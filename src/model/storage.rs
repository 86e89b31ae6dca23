//! Storage and bandwidth sizing for records and on-bike camera footage.
//!
//! Every size is expressed in bytes and every rate in bytes per second.
//! Conversion to MiB/GiB only happens in [`crate::report`].

use clap::ValueEnum;
use serde::{Deserialize, Serialize};

use crate::CapacityError;

use super::{MIB, bits_to_bytes};

/// How the short emergency clip pushed over cellular is sized.
#[derive(Debug, Clone, Copy, PartialEq, Eq, Default, Serialize, Deserialize, ValueEnum)]
#[serde(rename_all = "kebab-case")]
pub enum EmergencyCutMode {
    /// Clip recorded at the camera's full frame rate.
    #[default]
    FullRate,
    /// Clip down-sampled to a third of the camera's frame rate.
    ReducedRate,
}

impl EmergencyCutMode {
    fn frames_per_second(self, frame_rate: f64) -> f64 {
        match self {
            EmergencyCutMode::FullRate => frame_rate,
            EmergencyCutMode::ReducedRate => frame_rate / 3.0,
        }
    }
}

/// Operational assumptions for the storage model.
#[derive(Debug, Clone, PartialEq, Serialize, Deserialize)]
#[serde(default, deny_unknown_fields)]
pub struct StorageAssumptions {
    pub trips_per_day: f64,
    pub avg_trip_minutes: f64,
    pub fleet_size: f64,
    pub registered_users: f64,
    pub user_entry_bits: f64,
    pub bike_entry_bits: f64,
    pub route_sample_interval_secs: f64,
    pub route_coordinates_per_sample: f64,
    pub route_coordinate_bits: f64,
    pub transaction_fields: f64,
    pub transaction_field_bits: f64,
    /// Share of trips taken on a camera-equipped bike.
    pub camera_fraction: f64,
    pub frame_rate: f64,
    pub frame_size_bytes: f64,
    pub emergency_recording_minutes: f64,
    pub emergency_cut_minutes: f64,
    pub emergency_cut_mode: EmergencyCutMode,
    /// Bike-to-backend cellular uplink.
    pub cellular_rate_bytes_per_sec: f64,
    /// Docking station to central facility link.
    pub station_link_rate_bytes_per_sec: f64,
}

impl Default for StorageAssumptions {
    fn default() -> Self {
        Self {
            trips_per_day: 10_000.0,
            avg_trip_minutes: 30.0,
            fleet_size: 5_000.0,
            registered_users: 50_000.0,
            user_entry_bits: 320.0,
            bike_entry_bits: 640.0,
            route_sample_interval_secs: 10.0,
            route_coordinates_per_sample: 2.0,
            route_coordinate_bits: 32.0,
            transaction_fields: 10.0,
            transaction_field_bits: 32.0,
            camera_fraction: 0.1,
            frame_rate: 30.0,
            frame_size_bytes: 1.5 * MIB,
            emergency_recording_minutes: 15.0,
            emergency_cut_minutes: 2.0,
            emergency_cut_mode: EmergencyCutMode::FullRate,
            cellular_rate_bytes_per_sec: 25.0 * MIB,
            station_link_rate_bytes_per_sec: 1024.0 * MIB,
        }
    }
}

impl StorageAssumptions {
    /// Number of trips recorded by a camera each day.
    pub fn videos_recorded_per_day(&self) -> f64 {
        self.trips_per_day * self.camera_fraction
    }

    /// Rejects assumptions that would make the sizing meaningless.
    pub fn validate(&self) -> Result<(), CapacityError> {
        let non_negative = [
            ("trips_per_day", self.trips_per_day),
            ("avg_trip_minutes", self.avg_trip_minutes),
            ("fleet_size", self.fleet_size),
            ("registered_users", self.registered_users),
            ("user_entry_bits", self.user_entry_bits),
            ("bike_entry_bits", self.bike_entry_bits),
            ("route_coordinates_per_sample", self.route_coordinates_per_sample),
            ("route_coordinate_bits", self.route_coordinate_bits),
            ("transaction_fields", self.transaction_fields),
            ("transaction_field_bits", self.transaction_field_bits),
            ("frame_size_bytes", self.frame_size_bytes),
            ("emergency_recording_minutes", self.emergency_recording_minutes),
            ("emergency_cut_minutes", self.emergency_cut_minutes),
        ];
        for (name, value) in non_negative {
            if !value.is_finite() || value < 0.0 {
                return Err(CapacityError::InvalidParameter(format!(
                    "{name} must be a non-negative number, got {value}"
                )));
            }
        }
        let positive = [
            ("route_sample_interval_secs", self.route_sample_interval_secs),
            ("frame_rate", self.frame_rate),
            ("cellular_rate_bytes_per_sec", self.cellular_rate_bytes_per_sec),
            (
                "station_link_rate_bytes_per_sec",
                self.station_link_rate_bytes_per_sec,
            ),
        ];
        for (name, value) in positive {
            if !value.is_finite() || value <= 0.0 {
                return Err(CapacityError::InvalidParameter(format!(
                    "{name} must be a positive number, got {value}"
                )));
            }
        }
        if !(0.0..=1.0).contains(&self.camera_fraction) {
            return Err(CapacityError::InvalidParameter(format!(
                "camera_fraction must lie in [0, 1], got {}",
                self.camera_fraction
            )));
        }
        Ok(())
    }

    fn footage_bytes(&self, minutes: f64, frames_per_second: f64) -> f64 {
        minutes * 60.0 * frames_per_second * self.frame_size_bytes
    }
}

/// Record sizes and daily write volumes outside of video.
#[derive(Debug, Clone, Copy, PartialEq, Serialize)]
pub struct NonVideoFootprint {
    pub user_entry_bytes: f64,
    pub bike_entry_bytes: f64,
    pub users_table_bytes: f64,
    pub bikes_table_bytes: f64,
    pub route_bytes_per_day: f64,
    pub transaction_bytes_per_day: f64,
}

/// Footage size of a single recorded trip.
#[derive(Debug, Clone, Copy, PartialEq, Serialize)]
pub struct PerVideoSizes {
    pub average_bytes: f64,
    pub emergency_bytes: f64,
    pub worst_case_bytes: f64,
    pub emergency_cut_bytes: f64,
}

/// Fleet-wide footage written per day.
#[derive(Debug, Clone, Copy, PartialEq, Serialize)]
pub struct DailyVideoSizes {
    /// Every trip recorded with an emergency, regardless of camera coverage.
    pub all_trips_worst_case_bytes: f64,
    pub worst_case_bytes: f64,
    pub average_bytes: f64,
}

/// Transfer durations in seconds.
#[derive(Debug, Clone, Copy, PartialEq, Serialize)]
pub struct TransferTimes {
    pub cellular_full_emergency_secs: f64,
    pub cellular_cut_secs: f64,
    pub station_worst_case_secs: f64,
    pub station_average_secs: f64,
}

/// Everything derived from the camera assumptions.
#[derive(Debug, Clone, Copy, PartialEq, Serialize)]
pub struct VideoFootprint {
    pub per_video: PerVideoSizes,
    pub daily: DailyVideoSizes,
    pub transfer: TransferTimes,
}

/// Entry sizes and daily route/transaction log volumes.
pub fn calc_non_video_memory(assumptions: &StorageAssumptions) -> NonVideoFootprint {
    let user_entry_bytes = bits_to_bytes(assumptions.user_entry_bits);
    let bike_entry_bytes = bits_to_bytes(assumptions.bike_entry_bits);

    let samples_per_trip = assumptions.avg_trip_minutes * 60.0 / assumptions.route_sample_interval_secs;
    let route_bytes_per_trip = samples_per_trip
        * bits_to_bytes(assumptions.route_coordinates_per_sample * assumptions.route_coordinate_bits);
    let transaction_bytes_per_trip =
        bits_to_bytes(assumptions.transaction_fields * assumptions.transaction_field_bits);

    NonVideoFootprint {
        user_entry_bytes,
        bike_entry_bytes,
        users_table_bytes: user_entry_bytes * assumptions.registered_users,
        bikes_table_bytes: bike_entry_bytes * assumptions.fleet_size,
        route_bytes_per_day: route_bytes_per_trip * assumptions.trips_per_day,
        transaction_bytes_per_day: transaction_bytes_per_trip * assumptions.trips_per_day,
    }
}

/// Per-video sizes, daily aggregates and transfer times for camera footage.
pub fn calc_video_info(assumptions: &StorageAssumptions) -> VideoFootprint {
    let fps = assumptions.frame_rate;
    let average_bytes = assumptions.footage_bytes(assumptions.avg_trip_minutes, fps);
    let emergency_bytes = assumptions.footage_bytes(assumptions.emergency_recording_minutes, fps);
    let emergency_cut_bytes = assumptions.footage_bytes(
        assumptions.emergency_cut_minutes,
        assumptions.emergency_cut_mode.frames_per_second(fps),
    );
    let per_video = PerVideoSizes {
        average_bytes,
        emergency_bytes,
        worst_case_bytes: average_bytes + emergency_bytes,
        emergency_cut_bytes,
    };

    let videos = assumptions.videos_recorded_per_day();
    let daily = DailyVideoSizes {
        all_trips_worst_case_bytes: per_video.worst_case_bytes * assumptions.trips_per_day,
        worst_case_bytes: per_video.worst_case_bytes * videos,
        average_bytes: per_video.average_bytes * videos,
    };

    let cellular = assumptions.cellular_rate_bytes_per_sec;
    let station = assumptions.station_link_rate_bytes_per_sec;
    let transfer = TransferTimes {
        cellular_full_emergency_secs: per_video.emergency_bytes / cellular,
        cellular_cut_secs: per_video.emergency_cut_bytes / cellular,
        station_worst_case_secs: daily.worst_case_bytes / station,
        station_average_secs: daily.average_bytes / station,
    };

    VideoFootprint {
        per_video,
        daily,
        transfer,
    }
}

#[cfg(test)]
mod tests {
    use super::*;

    #[test]
    fn entry_sizes_follow_bit_widths() {
        let footprint = calc_non_video_memory(&StorageAssumptions::default());
        assert_eq!(footprint.user_entry_bytes, 40.0);
        assert_eq!(footprint.bike_entry_bytes, 80.0);
        assert_eq!(footprint.users_table_bytes, 2_000_000.0);
        assert_eq!(footprint.bikes_table_bytes, 400_000.0);
    }

    #[test]
    fn daily_logs_scale_with_trips() {
        let footprint = calc_non_video_memory(&StorageAssumptions::default());
        // 180 samples of two 4-byte coordinates per trip.
        assert_eq!(footprint.route_bytes_per_day, 180.0 * 8.0 * 10_000.0);
        assert_eq!(footprint.transaction_bytes_per_day, 40.0 * 10_000.0);
    }

    #[test]
    fn cellular_times_use_bytes_per_second() {
        let info = calc_video_info(&StorageAssumptions::default());
        // 15 min * 60 s * 30 fps * 1.5 MiB over 25 MiB/s.
        assert!((info.transfer.cellular_full_emergency_secs - 1620.0).abs() < 1e-9);
        // 2 min clip at full rate.
        assert!((info.transfer.cellular_cut_secs - 216.0).abs() < 1e-9);
    }

    #[test]
    fn reduced_rate_cut_is_a_third_of_full_rate() {
        let full = calc_video_info(&StorageAssumptions::default());
        let reduced = calc_video_info(&StorageAssumptions {
            emergency_cut_mode: EmergencyCutMode::ReducedRate,
            ..StorageAssumptions::default()
        });
        let ratio = reduced.per_video.emergency_cut_bytes / full.per_video.emergency_cut_bytes;
        assert!((ratio - 1.0 / 3.0).abs() < 1e-12);
        assert_eq!(reduced.per_video.worst_case_bytes, full.per_video.worst_case_bytes);
    }

    #[test]
    fn validate_rejects_fraction_above_one() {
        let assumptions = StorageAssumptions {
            camera_fraction: 1.5,
            ..StorageAssumptions::default()
        };
        let err = assumptions.validate().expect_err("fraction above one");
        assert!(format!("{err}").contains("camera_fraction"));
        assert!(StorageAssumptions::default().validate().is_ok());
    }
}
use bikecap::model::{
    EmergencyCutMode, MIB, StorageAssumptions, calc_non_video_memory, calc_video_info,
};

#[test]
fn user_entry_is_forty_bytes() {
    let footprint = calc_non_video_memory(&StorageAssumptions::default());
    assert_eq!(footprint.user_entry_bytes, 40.0);

    let busier = StorageAssumptions {
        trips_per_day: 1.0e6,
        fleet_size: 1.0,
        ..StorageAssumptions::default()
    };
    assert_eq!(calc_non_video_memory(&busier).user_entry_bytes, 40.0);
}

#[test]
fn worst_case_is_average_plus_emergency() {
    for minutes in [5.0, 30.0, 47.5] {
        let assumptions = StorageAssumptions {
            avg_trip_minutes: minutes,
            ..StorageAssumptions::default()
        };
        let per_video = calc_video_info(&assumptions).per_video;
        assert_eq!(
            per_video.worst_case_bytes,
            per_video.average_bytes + per_video.emergency_bytes
        );
    }
}

#[test]
fn daily_worst_case_scales_with_recorded_videos() {
    let assumptions = StorageAssumptions::default();
    let info = calc_video_info(&assumptions);
    let videos = assumptions.trips_per_day * assumptions.camera_fraction;
    assert_eq!(info.daily.worst_case_bytes, info.per_video.worst_case_bytes * videos);
    assert_eq!(
        info.daily.all_trips_worst_case_bytes,
        info.per_video.worst_case_bytes * assumptions.trips_per_day
    );
    assert_eq!(info.daily.average_bytes, info.per_video.average_bytes * videos);
}

#[test]
fn default_footage_sizes() {
    let info = calc_video_info(&StorageAssumptions::default());
    // 30 min at 30 fps with 1.5 MiB frames.
    assert_eq!(info.per_video.average_bytes, 81_000.0 * MIB);
    assert_eq!(info.per_video.emergency_bytes, 40_500.0 * MIB);
    assert_eq!(info.per_video.emergency_cut_bytes, 5_400.0 * MIB);
}

#[test]
fn station_link_times_stay_in_seconds() {
    let assumptions = StorageAssumptions::default();
    let info = calc_video_info(&assumptions);
    let expected = info.daily.worst_case_bytes / assumptions.station_link_rate_bytes_per_sec;
    assert_eq!(info.transfer.station_worst_case_secs, expected);
    // 1000 videos of 121 500 MiB over 1 GiB/s.
    assert!((info.transfer.station_worst_case_secs - 118_652.34375).abs() < 1e-6);
}

#[test]
fn reduced_rate_cut_changes_only_the_cut() {
    let full = calc_video_info(&StorageAssumptions::default());
    let reduced = calc_video_info(&StorageAssumptions {
        emergency_cut_mode: EmergencyCutMode::ReducedRate,
        ..StorageAssumptions::default()
    });
    assert!(reduced.transfer.cellular_cut_secs < full.transfer.cellular_cut_secs);
    assert_eq!(reduced.daily, full.daily);
    assert_eq!(
        reduced.transfer.cellular_full_emergency_secs,
        full.transfer.cellular_full_emergency_secs
    );
}

#[test]
fn no_cameras_means_no_daily_video() {
    let info = calc_video_info(&StorageAssumptions {
        camera_fraction: 0.0,
        ..StorageAssumptions::default()
    });
    assert_eq!(info.daily.worst_case_bytes, 0.0);
    assert_eq!(info.transfer.station_average_secs, 0.0);
}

# # # #

PROBLEM: Copy, please, every line from the start of the entries down to the line that holds "use clap::ValueEnum;", with both of those lines included and no others.

YOUR SOLUTION:
filename src/model/storage.rs
repository 86e89b31ae6dca23
//! Storage and bandwidth sizing for records and on-bike camera footage.
//!
//! Every size is expressed in bytes and every rate in bytes per second.
//! Conversion to MiB/GiB only happens in [`crate::report`].

use clap::ValueEnum;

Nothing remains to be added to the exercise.